__THE TASK__: Write each line exactly as it stands, from the line containing "const MODERATE_DISEASE: &str" through the end of the data.
<<<<
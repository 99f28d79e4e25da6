// 该文件是 Agriscan （田间扫描） 项目的一部分。
// src/scoring/field_health.rs - 病害存在度与田间健康建议
//
// 本文件根据 Apache 许可证第 2.0 版（以下简称“许可证”）授权使用；
// 除非遵守该许可证条款，否则您不得使用本文件。
// 您可通过以下网址获取许可证副本：
// http://www.apache.org/licenses/LICENSE-2.0
// 除非适用法律要求或书面同意，根据本许可协议分发的软件均按“原样”提供，
// 不附带任何形式的明示或暗示的保证或条件。
// 有关许可权限与限制的具体条款，请参阅本许可协议。
//
// Copyright (C) 2026 Johann Li <me@qinka.pro>, Wareless Group

use serde::{Deserialize, Serialize};

use crate::detection::Detection;

const DISEASE_KEYWORDS: [&str; 8] = [
  "disease", "blight", "rust", "mold", "rot", "wilt", "pest", "infect",
];

const NO_DISEASE: &str = "No disease indicators were found in this scan. Maintain regular scouting \
  and record keeping, keep irrigation and fertilization on schedule, and avoid unnecessary chemical \
  applications.";
const MILD_DISEASE: &str = "Early or mild disease pressure detected. Mark the affected spots from \
  the scan, scout those rows on the ground, and consider targeted treatment only in hotspots. \
  Monitor these areas over the next 3–7 days.";
const MODERATE_DISEASE: &str = "Moderate disease presence detected. Prioritise treatment of the \
  affected blocks, following local agronomy or extension guidelines for product choice and rates. \
  Improve airflow in the canopy where possible and avoid prolonged leaf wetness from irrigation.";
const SEVERE_DISEASE: &str = "Severe disease indicators detected in this frame. Consult an \
  agronomist or local extension officer as soon as possible, plan immediate treatment for the worst \
  areas, and review crop rotation, residue management, and variety selection for future seasons.";

/// 病害存在度
#[derive(Debug, Clone, PartialEq, Eq, Serialize, Deserialize)]
pub struct FieldHealth {
  pub field_health_percent: u8,
  pub disease_count: usize,
  pub total_detections: usize,
  pub recommendation: String,
}

/// 按病害关键词计算田间健康度，无检测时视为完全健康
pub fn field_health(detections: &[Detection]) -> FieldHealth {
  let total = detections.len();
  let disease_count = detections
    .iter()
    .filter(|detection| {
      let label = detection.label.to_lowercase();
      DISEASE_KEYWORDS.iter().any(|keyword| label.contains(keyword))
    })
    .count();

  let field_health_percent = if total == 0 {
    100
  } else {
    100 - super::percent(disease_count, total)
  };

  let recommendation = match (disease_count, field_health_percent) {
    (0, _) => NO_DISEASE,
    (_, 70..) => MILD_DISEASE,
    (_, 40..70) => MODERATE_DISEASE,
    _ => SEVERE_DISEASE,
  };

  FieldHealth {
    field_health_percent,
    disease_count,
    total_detections: total,
    recommendation: recommendation.to_string(),
  }
}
>>>>
__REPLY__:
const MODERATE_DISEASE: &str = "Moderate disease presence detected. Prioritise treatment of the \
  affected blocks, following local agronomy or extension guidelines for product choice and rates. \
  Improve airflow in the canopy where possible and avoid prolonged leaf wetness from irrigation.";
const SEVERE_DISEASE: &str = "Severe disease indicators detected in this frame. Consult an \
  agronomist or local extension officer as soon as possible, plan immediate treatment for the worst \
  areas, and review crop rotation, residue management, and variety selection for future seasons.";

/// 病害存在度
#[derive(Debug, Clone, PartialEq, Eq, Serialize, Deserialize)]
pub struct FieldHealth {
  pub field_health_percent: u8,
  pub disease_count: usize,
  pub total_detections: usize,
  pub recommendation: String,
}

/// 按病害关键词计算田间健康度，无检测时视为完全健康
pub fn field_health(detections: &[Detection]) -> FieldHealth {
  let total = detections.len();
  let disease_count = detections
    .iter()
    .filter(|detection| {
      let label = detection.label.to_lowercase();
      DISEASE_KEYWORDS.iter().any(|keyword| label.contains(keyword))
    })
    .count();

  let field_health_percent = if total == 0 {
    100
  } else {
    100 - super::percent(disease_count, total)
  };

  let recommendation = match (disease_count, field_health_percent) {
    (0, _) => NO_DISEASE,
    (_, 70..) => MILD_DISEASE,
    (_, 40..70) => MODERATE_DISEASE,
    _ => SEVERE_DISEASE,
  };

  FieldHealth {
    field_health_percent,
    disease_count,
    total_detections: total,
    recommendation: recommendation.to_string(),
  }
}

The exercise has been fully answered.